Covance (CVD) reported earnings per share (EPS) of 69 cents per share in the third quarter of 2012, up from the year-ago quarter EPS of 67 cents. The result included losses from facilities in wind-down, restructuring costs and other charges and favorable income tax developments. However, excluding the impact of the one-time items from both the periods, adjusted EPS in the reported quarter came in at 72 cents, beating the Zacks Consensus Estimate of 67 cents as well as surpassing the third quarter 2011 adjusted EPS by a penny. However, adjusted EPS was in line with the company’s guidance. Net revenue in the third quarter edged up 0.3% to $544.8 million, but missed the Zacks Consensus Estimate of $548 million.
The company primarily derives its revenues from two segments, Early Development and Late-Stage Development. Proforma revenues from Early Development declined 9.3% year over year to $217.8 million during the quarter, mainly due to a decline in toxicology, research products and clinical pharmacology, sale of environmental services (which contributed $2.0 million in quarterly revenue) and the inclusion of the Chandler, Honolulu and Basel sites in the year-ago results. Also unfavorable currency movement had a negative impact of 90 basis points (bps) on year-over-year sales comparisons.
However, proforma revenues increased 1.1% on a sequential basis (in line with the guidance), mainly on the back of a rebound in toxicology combined with a faster-than-expected increase in savings from cost reduction actions, which more than offset a disappointing clinical pharmacology performance.
In the reported quarter, Early Development pro forma operating margin was 12.4%, down from 14.6% in the year-ago quarter. However, it expanded 370 bps sequentially, based on a return to profitability in North American toxicology.

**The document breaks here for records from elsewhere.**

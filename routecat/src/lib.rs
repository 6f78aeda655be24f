#![recursion_limit = "1024"]
#![allow(renamed_and_removed_lints)]

#[macro_use]
extern crate serde_derive;
extern crate serde;
extern crate serde_json;
extern crate serde_yaml;

#[macro_use]
extern crate log;

#[macro_use]
extern crate error_chain;
error_chain! {
    types {
        Error, ErrorKind, ResultExt, Result;
    }
    links {}
    foreign_links {
        Fmt(::std::fmt::Error);
        Io(::std::io::Error) #[cfg(unix)];
        Int(::std::num::ParseIntError);
        Defs(routecat_definitions::Error);
        SerdeY(serde_yaml::Error);
        SerdeJ(serde_json::Error);
        Reqe(reqwest::Error);
        Time(::std::time::SystemTimeError);
    }
    errors {
        ModelNotAvailable(model: String) {
            description("no engine serves the requested model")
            display("no engine serves model {}", &model)
        }
        NoEnginesAvailable {
            description("routing policy found no candidate engines")
            display("no engines available to route this request")
        }
        UpstreamConnectFailure(url: String) {
            description("could not reach the upstream engine")
            display("failed to connect to engine at {}", &url)
        }
        UpstreamProbeFailure(url: String, status: reqwest::StatusCode) {
            description("engine probe returned an unexpected status")
            display("probe of {} failed with status {}", &url, &status)
        }
        KubeError(e: kube::Error) {
            description("kube api interaction failed")
            display("kube api error: {}", e)
        }
        EngineNotFound(target: String) {
            description("no live engine matches the requested target")
            display("no engine matches target {}", &target)
        }
        MetricsUnparseable(url: String) {
            description("engine metrics exposition could not be parsed")
            display("could not parse metrics from {}", &url)
        }
    }
}

pub use routecat_definitions::{
    parse_alias_list, parse_comma_list, ConfigFormat, DiscoveryMode, DynamicConfig, EndpointInfo,
    EngineCard, K8sDiscoveryType, ModelCard, ModelInfo, ModelList, ModelType, RouterConfig,
    RoutingLogic, SleepState,
};

/// Thread-safe inventory of live engines
pub mod registry;
pub use registry::{EndpointRegistry, Quarantine};

/// Service discovery backends (static list and kubernetes watches)
pub mod discovery;
pub use discovery::ServiceDiscovery;

/// Per-engine request statistics (qps / in-flight / ttft / itl)
pub mod stats;
pub use stats::{RequestStats, RequestStatsMonitor};

/// Periodic engine /metrics scraping
pub mod scraper;
pub use scraper::{EngineStats, EngineStatsScraper};

/// Routing strategies
pub mod routing;
pub use routing::{RequestFacts, RouteDecision, Router};

/// The request dispatcher (proxy path)
pub mod proxy;

/// Public HTTP surface
pub mod api;

/// Dynamic config file watcher
pub mod dynamic;

/// Shared application state for actix
pub mod state;
pub use state::AppState;
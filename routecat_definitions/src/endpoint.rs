use std::collections::BTreeMap;

use chrono::Utc;
use uuid::Uuid;

/// Metadata for a single model as reported by an engine
///
/// Mirrors one entry of an OpenAI-compatible `GET /v1/models` response.
/// A model with a `parent` is an adapter served on top of that base model.
#[derive(Serialize, Deserialize, Clone, Debug, PartialEq)]
pub struct ModelInfo {
    pub id: String,
    #[serde(default = "default_model_object")]
    pub object: String,
    #[serde(default)]
    pub created: i64,
    #[serde(default = "default_model_owner")]
    pub owned_by: String,
    #[serde(default)]
    pub root: Option<String>,
    #[serde(default)]
    pub parent: Option<String>,
    #[serde(default)]
    pub is_adapter: bool,
}

fn default_model_object() -> String {
    "model".into()
}
fn default_model_owner() -> String {
    "vllm".into()
}

impl ModelInfo {
    /// Plain base model entry used when an engine cannot be queried for details
    pub fn base(id: &str) -> Self {
        ModelInfo {
            id: id.into(),
            object: "model".into(),
            created: Utc::now().timestamp(),
            owned_by: "vllm".into(),
            root: None,
            parent: None,
            is_adapter: false,
        }
    }

    /// Parse a single `/v1/models` data entry, tolerating missing fields
    pub fn from_value(data: &serde_json::Value) -> Option<Self> {
        let id = data.get("id")?.as_str()?.to_string();
        let parent = data
            .get("parent")
            .and_then(|p| p.as_str())
            .map(String::from);
        Some(ModelInfo {
            id,
            object: data
                .get("object")
                .and_then(|o| o.as_str())
                .unwrap_or("model")
                .into(),
            created: data
                .get("created")
                .and_then(|c| c.as_i64())
                .unwrap_or_else(|| Utc::now().timestamp()),
            owned_by: data
                .get("owned_by")
                .and_then(|o| o.as_str())
                .unwrap_or("vllm")
                .into(),
            root: data.get("root").and_then(|r| r.as_str()).map(String::from),
            is_adapter: parent.is_some(),
            parent,
        })
    }
}

/// Engine sleep state
///
/// `Unknown` is only reported for engines whose launch flags enable sleep
/// mode but whose `/is_sleeping` probe failed.
#[derive(Serialize, Deserialize, Clone, Copy, Debug, PartialEq)]
#[serde(rename_all = "lowercase")]
pub enum SleepState {
    Awake,
    Sleeping,
    Unknown,
}

impl Default for SleepState {
    fn default() -> Self {
        SleepState::Awake
    }
}

/// A live serving engine as tracked by the registry
#[derive(Serialize, Deserialize, Clone, Debug)]
pub struct EndpointInfo {
    /// Stable engine identifier (v5 uuid from the k8s name, v4 for static entries)
    pub id: Uuid,
    /// Base URL without a trailing slash
    pub url: String,
    /// All model ids served by this engine, adapters included
    pub model_names: Vec<String>,
    /// Detailed per-model metadata keyed by model id
    #[serde(default)]
    pub model_info: BTreeMap<String, ModelInfo>,
    /// Operator-assigned classification tag, e.g. "prefill" or "decode"
    #[serde(default)]
    pub model_label: Option<String>,
    /// Unix seconds at first observation
    pub added_timestamp: i64,
    #[serde(default)]
    pub sleep: SleepState,
    #[serde(default, skip_serializing_if = "Option::is_none")]
    pub pod_name: Option<String>,
    #[serde(default, skip_serializing_if = "Option::is_none")]
    pub service_name: Option<String>,
    #[serde(default, skip_serializing_if = "Option::is_none")]
    pub namespace: Option<String>,
}

impl EndpointInfo {
    pub fn has_model(&self, model_id: &str) -> bool {
        self.model_names.iter().any(|m| m == model_id)
    }

    /// Models without a parent
    pub fn base_models(&self) -> Vec<&str> {
        self.model_info
            .values()
            .filter(|i| i.parent.is_none())
            .map(|i| i.id.as_str())
            .collect()
    }

    /// Models with a parent
    pub fn adapters(&self) -> Vec<&str> {
        self.model_info
            .values()
            .filter(|i| i.parent.is_some())
            .map(|i| i.id.as_str())
            .collect()
    }

    /// Adapters whose parent is `base_model`
    pub fn adapters_for(&self, base_model: &str) -> Vec<&str> {
        self.model_info
            .values()
            .filter(|i| i.parent.as_deref() == Some(base_model))
            .map(|i| i.id.as_str())
            .collect()
    }

    pub fn model_info(&self, model_id: &str) -> Option<&ModelInfo> {
        self.model_info.get(model_id)
    }

    /// The k8s subject name this engine was discovered from, if any
    pub fn subject_name(&self) -> Option<&str> {
        self.pod_name
            .as_deref()
            .or_else(|| self.service_name.as_deref())
    }
}

/// One entry of the `/v1/models` listing
#[derive(Serialize, Deserialize, Clone, Debug)]
pub struct ModelCard {
    pub id: String,
    pub object: String,
    pub created: i64,
    pub owned_by: String,
    #[serde(default, skip_serializing_if = "Option::is_none")]
    pub parent: Option<String>,
}

/// OpenAI-shaped `/v1/models` response body
#[derive(Serialize, Deserialize, Clone, Debug)]
pub struct ModelList {
    pub object: String,
    pub data: Vec<ModelCard>,
}

impl ModelList {
    /// Project a fleet snapshot into model cards, each model id at most once
    pub fn from_endpoints(endpoints: &[EndpointInfo]) -> Self {
        let mut seen = std::collections::BTreeSet::new();
        let mut data = vec![];
        for ep in endpoints {
            for (model_id, info) in &ep.model_info {
                if !seen.insert(model_id.clone()) {
                    continue;
                }
                data.push(ModelCard {
                    id: model_id.clone(),
                    object: "model".into(),
                    created: info.created,
                    owned_by: info.owned_by.clone(),
                    parent: info.parent.clone(),
                });
            }
        }
        ModelList {
            object: "list".into(),
            data,
        }
    }
}

/// One entry of the `/engines` listing
#[derive(Serialize, Deserialize, Clone, Debug)]
pub struct EngineCard {
    pub engine_id: Uuid,
    pub serving_models: Vec<String>,
    pub created: i64,
}

impl EngineCard {
    /// Project a fleet snapshot into engine cards, each engine id at most once
    pub fn from_endpoints(endpoints: &[EndpointInfo]) -> Vec<Self> {
        let mut seen = std::collections::BTreeSet::new();
        let mut cards = vec![];
        for ep in endpoints {
            if !seen.insert(ep.id) {
                continue;
            }
            cards.push(EngineCard {
                engine_id: ep.id,
                serving_models: ep.model_names.clone(),
                created: ep.added_timestamp,
            });
        }
        cards
    }
}
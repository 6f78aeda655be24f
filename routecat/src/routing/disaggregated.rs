use std::sync::atomic::{AtomicUsize, Ordering};

use super::RouteDecision;
use crate::{EndpointInfo, ErrorKind, Result};

/// Disaggregated prefill/decode routing
///
/// The eligible pool is partitioned by `model_label` into a prefill pool and
/// a decode pool; each pool round-robins independently and every request gets
/// one engine from each.
pub struct DisaggregatedRouter {
    prefill_labels: Vec<String>,
    decode_labels: Vec<String>,
    prefill_cursor: AtomicUsize,
    decode_cursor: AtomicUsize,
}

impl DisaggregatedRouter {
    pub fn new(prefill_labels: Vec<String>, decode_labels: Vec<String>) -> Self {
        DisaggregatedRouter {
            prefill_labels,
            decode_labels,
            prefill_cursor: AtomicUsize::new(0),
            decode_cursor: AtomicUsize::new(0),
        }
    }

    fn pool<'a>(&self, eligible: &'a [EndpointInfo], labels: &[String]) -> Vec<&'a str> {
        let mut urls: Vec<&str> = eligible
            .iter()
            .filter(|e| {
                e.model_label
                    .as_ref()
                    .map(|l| labels.contains(l))
                    .unwrap_or(false)
            })
            .map(|e| e.url.as_str())
            .collect();
        urls.sort();
        urls.dedup();
        urls
    }

    pub fn route(&self, eligible: &[EndpointInfo]) -> Result<RouteDecision> {
        let prefill_pool = self.pool(eligible, &self.prefill_labels);
        let decode_pool = self.pool(eligible, &self.decode_labels);
        if prefill_pool.is_empty() || decode_pool.is_empty() {
            return Err(ErrorKind::NoEnginesAvailable.into());
        }
        let p = self.prefill_cursor.fetch_add(1, Ordering::SeqCst) % prefill_pool.len();
        let d = self.decode_cursor.fetch_add(1, Ordering::SeqCst) % decode_pool.len();
        Ok(RouteDecision::Pair {
            prefill: prefill_pool[p].to_string(),
            decode: decode_pool[d].to_string(),
        })
    }
}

However, revenues from the Late-Stage Development grew 6.9% year over year to $324.1 million although unfavorable foreign exchange headwinds impacted year-over-year growth by 620 bps. The positive growth in this segment was attributable to persistent strong performance in clinical development, offsetting a decline in market access revenue. Moreover, central laboratory services registered 2.3% growth (up 10.7% at CER) for the quarter reflecting the fourth consecutive quarter of increase in kit volume.
Adjusted operating margin expanded 70 bps year over year but declined 110 bps sequentially to 20.0%. The year-over-year increase in operating margin was attributable to improved results from clinical development and central laboratories, while the sequential decrease was primarily driven by increased spending on strategic IT projects, lower profitability in market access services and increased hiring and staff costs in clinical development.

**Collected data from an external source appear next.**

#![warn(rust_2018_idioms)]

mod common;

use std::sync::{Arc, RwLock};

use actix_web::{test, App};
use maplit::btreemap;
use mockito::{mock, Matcher};

use crate::common::static_config;
use routecat::api;
use routecat::discovery::ServiceDiscovery;
use routecat::registry::{EndpointRegistry, Quarantine};
use routecat::routing::Router;
use routecat::scraper::EngineStatsScraper;
use routecat::stats::RequestStatsMonitor;
use routecat::{AppState, RouterConfig, SleepState};

async fn make_state(cfg: RouterConfig) -> AppState {
    let client = reqwest::Client::new();
    let registry = EndpointRegistry::new();
    let quarantine = Quarantine::new();
    let request_stats = RequestStatsMonitor::new(cfg.stats_window);
    // hour-long scrape period keeps the background cycle out of the way
    let scraper = EngineStatsScraper::start(
        registry.clone(),
        client.clone(),
        quarantine.clone(),
        request_stats.clone(),
        3600,
    );
    let discovery = Arc::new(RwLock::new(
        ServiceDiscovery::initialize(&cfg, registry.clone(), client.clone())
            .await
            .unwrap(),
    ));
    let router = Arc::new(RwLock::new(Router::from_config(&cfg)));
    AppState {
        config: cfg,
        registry,
        discovery,
        router,
        request_stats,
        scraper,
        quarantine,
        client,
        dynamic: None,
    }
}

#[actix_rt::test]
async fn completions_round_trip_with_header_passthrough() {
    let mocked = mock("POST", "/v1/completions")
        .match_header("authorization", "Bearer abc123")
        .with_status(200)
        .with_header("content-type", "application/json")
        .with_body(r#"{"id":"cmpl-1","choices":[]}"#)
        .expect(1)
        .create();

    let state = make_state(static_config(&[&mockito::server_url()], "m")).await;
    let mut app =
        test::init_service(App::new().data(state.clone()).configure(api::configure)).await;

    let req = test::TestRequest::post()
        .uri("/v1/completions")
        .header("authorization", "Bearer abc123")
        .set_payload(r#"{"model":"m","prompt":"hi"}"#)
        .to_request();
    let resp = test::call_service(&mut app, req).await;
    assert_eq!(resp.status(), 200);
    let body = test::read_body(resp).await;
    assert!(String::from_utf8_lossy(&body).contains("cmpl-1"));
    mocked.assert();

    // stats balance: the dispatch fully released its slot
    let snap = state.request_stats.snapshot();
    assert_eq!(snap[&mockito::server_url()].in_flight, 0);
    assert!(snap[&mockito::server_url()].qps > 0.0);
}

#[actix_rt::test]
async fn upstream_errors_pass_through_unchanged() {
    let mocked = mock("POST", "/v1/embeddings")
        .with_status(418)
        .with_body("teapot says no")
        .expect(1)
        .create();

    let state = make_state(static_config(&[&mockito::server_url()], "m")).await;
    let mut app = test::init_service(App::new().data(state).configure(api::configure)).await;

    let req = test::TestRequest::post()
        .uri("/v1/embeddings")
        .set_payload(r#"{"model":"m","input":"x"}"#)
        .to_request();
    let resp = test::call_service(&mut app, req).await;
    assert_eq!(resp.status().as_u16(), 418);
    let body = test::read_body(resp).await;
    assert_eq!(body, "teapot says no".as_bytes());
    mocked.assert();
}

#[actix_rt::test]
async fn unknown_model_is_a_503_with_a_named_model() {
    let state = make_state(static_config(&["http://e0:8000"], "m1")).await;
    let mut app = test::init_service(App::new().data(state).configure(api::configure)).await;

    let req = test::TestRequest::post()
        .uri("/v1/completions")
        .set_payload(r#"{"model":"m2","prompt":"hi"}"#)
        .to_request();
    let resp = test::call_service(&mut app, req).await;
    assert_eq!(resp.status().as_u16(), 503);
    let body = test::read_body(resp).await;
    assert!(String::from_utf8_lossy(&body).contains("no engine serves model m2"));
}

#[actix_rt::test]
async fn refused_connections_become_502_and_quarantine() {
    // nothing listens on the discard port
    let dead = "http://127.0.0.1:9";
    let state = make_state(static_config(&[dead], "m")).await;
    let mut app =
        test::init_service(App::new().data(state.clone()).configure(api::configure)).await;

    let req = test::TestRequest::post()
        .uri("/v1/completions")
        .set_payload(r#"{"model":"m","prompt":"hi"}"#)
        .to_request();
    let resp = test::call_service(&mut app, req).await;
    assert_eq!(resp.status().as_u16(), 502);
    assert!(state.quarantine.contains(dead));
    assert_eq!(state.request_stats.snapshot()[dead].in_flight, 0);

    // until a probe cycle clears the strike, the engine is not eligible
    let req = test::TestRequest::post()
        .uri("/v1/completions")
        .set_payload(r#"{"model":"m","prompt":"hi"}"#)
        .to_request();
    let resp = test::call_service(&mut app, req).await;
    assert_eq!(resp.status().as_u16(), 503);
}

#[actix_rt::test]
async fn aliases_rewrite_the_forwarded_model() {
    let mocked = mock("POST", "/tokenize")
        .match_body(Matcher::Json(serde_json::json!({
            "model": "llama-70b", "prompt": "x"
        })))
        .with_status(200)
        .with_body(r#"{"tokens":[1]}"#)
        .expect(1)
        .create();

    let mut cfg = static_config(&[&mockito::server_url()], "llama-70b");
    cfg.static_aliases = btreemap! {
        "gpt4".to_string() => "llama-70b".to_string()
    };
    let state = make_state(cfg).await;
    let mut app = test::init_service(App::new().data(state).configure(api::configure)).await;

    let req = test::TestRequest::post()
        .uri("/tokenize")
        .set_payload(r#"{"model":"gpt4","prompt":"x"}"#)
        .to_request();
    let resp = test::call_service(&mut app, req).await;
    assert_eq!(resp.status(), 200);
    mocked.assert();
}

#[actix_rt::test]
async fn model_listing_deduplicates() {
    let state = make_state(static_config(&["http://e0:8000", "http://e1:8000"], "m")).await;
    let mut app = test::init_service(App::new().data(state).configure(api::configure)).await;

    let req = test::TestRequest::get().uri("/v1/models").to_request();
    let resp = test::call_service(&mut app, req).await;
    assert_eq!(resp.status(), 200);
    let body = test::read_body(resp).await;
    let listing: serde_json::Value = serde_json::from_slice(&body).unwrap();
    assert_eq!(listing["data"].as_array().unwrap().len(), 1);
    assert_eq!(listing["data"][0]["id"], "m");
}

#[actix_rt::test]
async fn engines_and_version_and_health() {
    let state = make_state(static_config(&["http://e0:8000", "http://e1:8000"], "m")).await;
    let mut app = test::init_service(App::new().data(state).configure(api::configure)).await;

    let resp = test::call_service(
        &mut app,
        test::TestRequest::get().uri("/engines").to_request(),
    )
    .await;
    assert_eq!(resp.status(), 200);
    let cards: serde_json::Value =
        serde_json::from_slice(&test::read_body(resp).await).unwrap();
    assert_eq!(cards.as_array().unwrap().len(), 2);

    let resp = test::call_service(
        &mut app,
        test::TestRequest::get().uri("/version").to_request(),
    )
    .await;
    assert_eq!(resp.status(), 200);

    let resp = test::call_service(
        &mut app,
        test::TestRequest::get().uri("/health").to_request(),
    )
    .await;
    assert_eq!(resp.status(), 200);
    let health: serde_json::Value =
        serde_json::from_slice(&test::read_body(resp).await).unwrap();
    assert_eq!(health["status"], "healthy");
}

#[actix_rt::test]
async fn is_sleeping_refreshes_the_registry() {
    let mocked = mock("GET", "/is_sleeping")
        .with_status(200)
        .with_body(r#"{"is_sleeping":true}"#)
        .expect(1)
        .create();

    let state = make_state(static_config(&[&mockito::server_url()], "m")).await;
    let mut app =
        test::init_service(App::new().data(state.clone()).configure(api::configure)).await;

    let uri = format!(
        "/is_sleeping?url={}",
        url::form_urlencoded::byte_serialize(mockito::server_url().as_bytes()).collect::<String>()
    );
    let resp = test::call_service(&mut app, test::TestRequest::get().uri(&uri).to_request()).await;
    assert_eq!(resp.status(), 200);
    mocked.assert();

    let engine = state.registry.find_by_url(&mockito::server_url()).unwrap();
    assert_eq!(engine.sleep, SleepState::Sleeping);

    // a sleeping engine is no longer eligible for dispatch
    let req = test::TestRequest::post()
        .uri("/v1/completions")
        .set_payload(r#"{"model":"m","prompt":"hi"}"#)
        .to_request();
    let resp = test::call_service(&mut app, req).await;
    assert_eq!(resp.status().as_u16(), 503);
}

At the end of the reported quarter, Covance’s backlog remained at $6.37 billion, up 4.8% year over year. Sequentially, backlog was marginally down 2.2%. Foreign exchange favorably impacted sequential backlog growth by $69 million. Adjusted net orders (net orders adjusted for dedicated capacity contracts) were $701 million in the quarter, representing an adjusted book-to-bill ratio of 1.29.
Covance exited the quarter with cash and cash equivalents of $441.4 million compared with $389.1 million at the end of fiscal 2011. Free cash flow in the third quarter of 2012 was $35 million, while capital expenditures were $36 million.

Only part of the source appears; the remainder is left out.